La chirurgia plastica vive un vero e proprio boom in Cina. Nel Paese retto dal Partito Comunista Cinese dove "il sistema politico elettivo degli organismi di governo è quello della democrazia popolare su modello dei soviet della Russia Sovietica" (Wikipedia) unito ad un sistema capitalista dove il rispetto dei diritti umani e religiosi sono spesso un "optional" (tanto da affascinare qualche politico in occidente), arriva la moda dei "ritocchini". E così i nuovi ricchi e la "classe media" in Cina si mettono sotto i ferri sia per motivi "occidentali" sia per motivi "orientali", come si legge nell'interessante report pubblicato dall' AICPE, l'Associazione Italiana Chirurgia Plastica Estetica . La chirurgia plastica cinese va talmente a gonfie vele tanto da entrare al quarto posto nel paniere delle spese voluttuarie, dopo abitazioni di lusso, auto e viaggi. La Cina secondo dati Isaps (International Society of Aestethic and Plastic Surgery) sarebbe infatti la terza nazione al mondo per richiesta per richiesta di chirurgia plastica dopo Stati Uniti e Brasile. "Un risultato ancor più sorprendente, se si considera che fino a 15 anni fa gli interventi di chirurgia plastica erano limitati alla parte ricostruttiva", afferma Giovanni Botti presidente dell'AICPE. Il presidente dell'AICPE è stato invitato a Shangai come portavoce dell'esperienza italiana al Congresso medico IMCAS China, che si è svolto nei primi giorni di settembre nel Paese degli occhi a mandorla. Ma la "voglia" di chirurgia plastica in Cina sembra così inarrestabile che già oggi potrebbe essere il primo Paese con il maggior numero di interventi al mondo. Come si legge sulla nota dell'AICPE è però difficile collezionare dei dati precisi sul primato dato che, come spiega il presidente dell'AICPE "molti interventi vengono tuttora praticati in maniera 'non ufficiale' in centri non autorizzati e adeguatamente attrezzati, se non addirittura in saloni di bellezza o dal parrucchiere. Questo ha causato numerosi incidenti, che hanno colpito anche personaggi dello spettacolo, tanto da spingere il governo cinese a una politica di controlli più frequenti e maggiori restrizioni".

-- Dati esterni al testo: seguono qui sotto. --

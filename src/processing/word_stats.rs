//! Character and word level statistics

use crate::processing::stopwords::StopwordFilter;
use serde::{Deserialize, Serialize};
use std::collections::BTreeMap;

pub const VOWELS: &str = "aeiou";
pub const CONSONANTS: &str = "bcdfghjklmnpqrstvwxyz";

#[derive(Debug, Clone, PartialEq, Serialize, Deserialize)]
pub struct WordStats {
    #[serde(rename = "Length of Text")]
    pub length: usize,
    #[serde(rename = "Num of Vowels")]
    pub vowels: usize,
    #[serde(rename = "Num of Consonants")]
    pub consonants: usize,
    #[serde(rename = "Num of Stopwords")]
    pub stopwords: usize,
    #[serde(rename = "Stats of Vowels")]
    pub vowel_counts: BTreeMap<char, usize>,
    #[serde(rename = "Stats of Consonants")]
    pub consonant_counts: BTreeMap<char, usize>,
    #[serde(rename = "Num of Words")]
    pub word_count: usize,
    #[serde(rename = "Num of Sentences")]
    pub sentence_count: usize,
}

/// Letters are counted case-insensitively; every vowel and consonant has an
/// entry even when its count is zero.
pub fn word_stats(text: &str, stopwords: &StopwordFilter) -> WordStats {
    let mut vowel_counts: BTreeMap<char, usize> = VOWELS.chars().map(|c| (c, 0)).collect();
    let mut consonant_counts: BTreeMap<char, usize> = CONSONANTS.chars().map(|c| (c, 0)).collect();

    for c in text.chars().flat_map(char::to_lowercase) {
        if let Some(count) = vowel_counts.get_mut(&c) {
            *count += 1;
        } else if let Some(count) = consonant_counts.get_mut(&c) {
            *count += 1;
        }
    }

    WordStats {
        length: text.chars().count(),
        vowels: vowel_counts.values().sum(),
        consonants: consonant_counts.values().sum(),
        stopwords: stopwords.count_stopwords(text),
        vowel_counts,
        consonant_counts,
        word_count: text.split_whitespace().count(),
        sentence_count: count_sentences(text),
    }
}

fn count_sentences(text: &str) -> usize {
    let mut count = 0;
    let mut in_sentence = false;
    for c in text.chars() {
        if matches!(c, '.' | '!' | '?') {
            if in_sentence {
                count += 1;
            }
            in_sentence = false;
        } else if c.is_alphanumeric() {
            in_sentence = true;
        }
    }
    if in_sentence {
        count += 1;
    }
    count
}

#[cfg(test)]
mod tests {
    use super::*;

    #[test]
    fn test_letter_counts() {
        let filter = StopwordFilter::from_list(&["the"]);
        let stats = word_stats("The cat ate.", &filter);
        assert_eq!(stats.length, 12);
        assert_eq!(stats.vowels, 4);
        assert_eq!(stats.consonants, 5);
        assert_eq!(stats.vowel_counts[&'a'], 2);
        assert_eq!(stats.vowel_counts[&'u'], 0);
        assert_eq!(stats.consonant_counts[&'t'], 3);
        assert_eq!(stats.stopwords, 1);
        assert_eq!(stats.word_count, 3);
        assert_eq!(stats.sentence_count, 1);
    }

    #[test]
    fn test_maps_are_complete() {
        let stats = word_stats("", &StopwordFilter::default());
        assert_eq!(stats.vowel_counts.len(), 5);
        assert_eq!(stats.consonant_counts.len(), 21);
        assert_eq!(stats.sentence_count, 0);
    }

    #[test]
    fn test_sentence_count() {
        let filter = StopwordFilter::from_list(&[]);
        assert_eq!(word_stats("Hi! How are you? Fine...", &filter).sentence_count, 3);
        assert_eq!(word_stats("no terminal punctuation", &filter).sentence_count, 1);
    }
}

Interessanti i motivi per cui i cinesi ricorrono alla chirurgia plastica, come si continua a leggere nella nota: "Nel congresso di Shangai è emerso come lo sviluppo tumultuoso della chirurgia estetica in Cina sia in gran parte basato sulla convinzione, diffusa peraltro anche nei paesi occidentali, che un aspetto più piacevole possa aumentare le possibilità di trovare un partner e di avere successo nella vita professionale. Un altro fattore che contribuisce alla mania del ritocchino cinese ha radici nella tradizione, in particolare nella fisiognomica, una scienza antica ancora oggi diffusa, che riesce a trovare connessioni fra i tratti del viso e del corpo ed il carattere individuale. Su questa base gli esperti arrivano persino a fare anche predizioni sul futuro". Ma per comprendere quanto "non è bello ciò che è bello ma è bello ciò che piace" e, in tempi moderni, è bello ciò che la televisione impone, ecco un altro dato interessante fornito dal Presidente dell'AICPE Giovanni Botti: "Se da noi nella maggior parte dei casi si toglie la gobba, da loro la si mette. Il professor Jianxing Song, uno dei più noti chirurghi plastici cinesi, ha presentato una serie di risultati nei quali le foto post-operatorie mostravano un naso con una leggera gibbosità, molto apprezzata dai giovani orientali, mentre prima dell'intervento il naso era vagamente insellato, come sognerebbero di avere, ad esempio, alcune ragazze italiane. Per ottenere questo risultato, per noi davvero curioso, i colleghi cinesi inseriscono di solito particolari protesi, di silicone nelle regioni sud-orientali, dove la pelle è più spessa e robusta e quindi tollera di più, oppure in Medpor nelle aree del nord, dove viene utilizzata anche cartilagine autologa, prelevata dagli orecchi o dalle costole".